*** Block opens ***
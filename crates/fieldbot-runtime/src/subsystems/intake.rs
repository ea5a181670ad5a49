use fieldbot_hal::io::{IntakeInputs, IntakeIo};
use fieldbot_types::{Pose2d, Pose3d, TelemetryValue, Translation2d};

use crate::recorder::TelemetrySink;

/// Telemetry key for the held-note marker.
pub const NOTE_IN_INTAKE_KEY: &str = "Intake/NoteInIntake";

/// Where a held note sits relative to the robot centre.
const HELD_NOTE_OFFSET: Translation2d = Translation2d { x: 0.1, y: 0.0 };
const HELD_NOTE_HEIGHT_M: f64 = 0.25;

/// Roller intake with a note sensor.
pub struct Intake {
    io: Box<dyn IntakeIo>,
    inputs: IntakeInputs,
}

impl Intake {
    pub fn new(io: Box<dyn IntakeIo>) -> Self {
        Self {
            io,
            inputs: IntakeInputs::default(),
        }
    }

    pub fn periodic(&mut self) {
        self.io.update_inputs(&mut self.inputs);
    }

    pub fn run(&mut self, running: bool) {
        self.io.set_running(running);
    }

    /// Feed the held note into the flywheel.
    pub fn launch(&mut self) {
        self.io.launch_note();
    }

    pub fn stop(&mut self) {
        self.io.set_running(false);
    }

    /// As of the last `periodic`.
    pub fn note_detected(&self) -> bool {
        self.inputs.note_detected
    }

    pub fn applied_volts(&self) -> f64 {
        self.inputs.applied_volts
    }

    /// Publish the held note at `robot`, or an empty list when none is held.
    pub fn visualize_note(&self, robot: Pose2d, sink: &mut dyn TelemetrySink) {
        let poses = if self.inputs.note_detected {
            let at = robot.transform_point(HELD_NOTE_OFFSET);
            vec![Pose3d {
                x: at.x,
                y: at.y,
                z: HELD_NOTE_HEIGHT_M,
                yaw: robot.rotation.radians(),
                ..Default::default()
            }]
        } else {
            Vec::new()
        };
        sink.record(NOTE_IN_INTAKE_KEY, TelemetryValue::Poses3d(poses));
    }
}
*** Block closes ***
TASK REQUIREMENTS -> Generate a verbatim printout of all the entries.

SOLVED EXERCISE ->
filename crates/fieldbot-runtime/src/subsystems/intake.rs
repository ea5a181670ad5a49
use fieldbot_hal::io::{IntakeInputs, IntakeIo};
use fieldbot_types::{Pose2d, Pose3d, TelemetryValue, Translation2d};

use crate::recorder::TelemetrySink;

/// Telemetry key for the held-note marker.
pub const NOTE_IN_INTAKE_KEY: &str = "Intake/NoteInIntake";

/// Where a held note sits relative to the robot centre.
const HELD_NOTE_OFFSET: Translation2d = Translation2d { x: 0.1, y: 0.0 };
const HELD_NOTE_HEIGHT_M: f64 = 0.25;

/// Roller intake with a note sensor.
pub struct Intake {
    io: Box<dyn IntakeIo>,
    inputs: IntakeInputs,
}

impl Intake {
    pub fn new(io: Box<dyn IntakeIo>) -> Self {
        Self {
            io,
            inputs: IntakeInputs::default(),
        }
    }

    pub fn periodic(&mut self) {
        self.io.update_inputs(&mut self.inputs);
    }

    pub fn run(&mut self, running: bool) {
        self.io.set_running(running);
    }

    /// Feed the held note into the flywheel.
    pub fn launch(&mut self) {
        self.io.launch_note();
    }

    pub fn stop(&mut self) {
        self.io.set_running(false);
    }

    /// As of the last `periodic`.
    pub fn note_detected(&self) -> bool {
        self.inputs.note_detected
    }

    pub fn applied_volts(&self) -> f64 {
        self.inputs.applied_volts
    }

    /// Publish the held note at `robot`, or an empty list when none is held.
    pub fn visualize_note(&self, robot: Pose2d, sink: &mut dyn TelemetrySink) {
        let poses = if self.inputs.note_detected {
            let at = robot.transform_point(HELD_NOTE_OFFSET);
            vec![Pose3d {
                x: at.x,
                y: at.y,
                z: HELD_NOTE_HEIGHT_M,
                yaw: robot.rotation.radians(),
                ..Default::default()
            }]
        } else {
            Vec::new()
        };
        sink.record(NOTE_IN_INTAKE_KEY, TelemetryValue::Poses3d(poses));
    }
}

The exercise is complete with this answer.